Semiphemeral: Automatically delete your old tweets, except for the ones you want to keep

Posted June 5, 2019 in code semiphemeral

In the almost 10 years that I've been using Twitter, I tweeted about 13,700 times, retweeted about 9,000 tweets, and liked (or "favorited", as we called liking back in the day) about 14,000 tweets. I decided to delete most of them using a tool I just finished programming called semiphemeral. Here is why, and how.

A lot of my classic tweets were... let's just say not exactly the highest quality.

But more than just low quality, I simply don't see many benefits to having a decade-long timeline that anyone who wishes to stalk me can easily access and use against me. For example, in response to me criticizing WikiLeaks, a troll searched my Twitter history for the word "jew", dug up this 2011 tweet about me attending a Jewish wedding, and tweeted it to me with some nonsense about my "tribe".

And finally, in addition to mediocre tweets and the potential for harassment, I'm sure I've had some bad takes over the years.

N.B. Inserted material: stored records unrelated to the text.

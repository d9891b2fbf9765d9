use semver::{BuildMetadata, Prerelease, Version};

use crate::error::{ReleaseError, Result};

/// Represents the kind of semantic version increment to apply.
///
/// The release workflow only ever uses `Prerelease` (while preparing a draft)
/// and `Patch` (after a draft has been published).
#[derive(Debug, Clone, Copy, PartialEq, Eq)]
pub enum Increment {
    Major,
    Minor,
    Patch,
    Prerelease,
}

/// Increments a version according to the specified increment kind.
///
/// - **Major**: major += 1, minor = 0, patch = 0
/// - **Minor**: minor += 1, patch = 0
/// - **Patch**: patch += 1
/// - **Prerelease**: on a stable version, patch += 1 and the prerelease becomes `0`;
///   on a prerelease, the last numeric identifier is incremented, or `.0` is appended
///   when there is none
///
/// Stable increments clear the prerelease component. Build metadata is always dropped.
///
/// # Example
/// ```ignore
/// let v = Version::parse("1.2.3")?;
/// assert_eq!(increment(&v, Increment::Prerelease)?.to_string(), "1.2.4-0");
/// assert_eq!(increment(&v, Increment::Patch)?.to_string(), "1.2.4");
/// ```
pub fn increment(version: &Version, kind: Increment) -> Result<Version> {
    let mut next = version.clone();
    next.build = BuildMetadata::EMPTY;

    match kind {
        Increment::Major => {
            next.major = bump(version.major, "major")?;
            next.minor = 0;
            next.patch = 0;
            next.pre = Prerelease::EMPTY;
        }
        Increment::Minor => {
            next.minor = bump(version.minor, "minor")?;
            next.patch = 0;
            next.pre = Prerelease::EMPTY;
        }
        Increment::Patch => {
            next.patch = bump(version.patch, "patch")?;
            next.pre = Prerelease::EMPTY;
        }
        Increment::Prerelease => {
            if version.pre.is_empty() {
                next.patch = bump(version.patch, "patch")?;
                next.pre = prerelease("0")?;
            } else {
                next.pre = prerelease(&next_prerelease(version.pre.as_str()))?;
            }
        }
    }

    Ok(next)
}

fn bump(component: u64, name: &str) -> Result<u64> {
    component.checked_add(1).ok_or_else(|| {
        ReleaseError::parse(format!("Cannot increment {} component {}", name, component))
    })
}

/// Bumps the last numeric dot-separated identifier, or appends `0`.
fn next_prerelease(current: &str) -> String {
    let mut identifiers: Vec<String> = current.split('.').map(str::to_string).collect();

    let last_numeric = identifiers
        .iter()
        .rposition(|id| !id.is_empty() && id.chars().all(|c| c.is_ascii_digit()));

    let bumped = last_numeric.and_then(|index| {
        let value = identifiers[index].parse::<u64>().ok()?.checked_add(1)?;
        Some((index, value))
    });

    match bumped {
        Some((index, value)) => identifiers[index] = value.to_string(),
        None => identifiers.push("0".to_string()),
    }

    identifiers.join(".")
}

fn prerelease(text: &str) -> Result<Prerelease> {
    Prerelease::new(text)
        .map_err(|e| ReleaseError::parse(format!("Invalid prerelease '{}': {}", text, e)))
}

I care deeply about privacy. My default search engine is DuckDuckGo. At the moment, I carry an Android phone that doesn't have any Google apps on it. I host my email from my house. When I text with people on Signal I always set disappearing messages to one week, no matter the conversation. So... why should my social media posts be on the internet forever?

There are plenty of apps that make your tweets "ephemeral", where you can tweet like normal but everything older than, say, a month gets automatically deleted. I also found plenty of simple scripts on GitHub that do this, for those who don't want to give a third party access to their Twitter account.

I looked into a few options but realized none of them would work for me because I don't actually want to delete all of my old tweets. Some of them I'm quite proud of. Like that time I secretly tweeted the PGP fingerprint for Laura Poitras, at the request of Edward Snowden in the early stages of his whisleblowing, so he could be more confident that his communications with her weren't getting man-in-the-middled.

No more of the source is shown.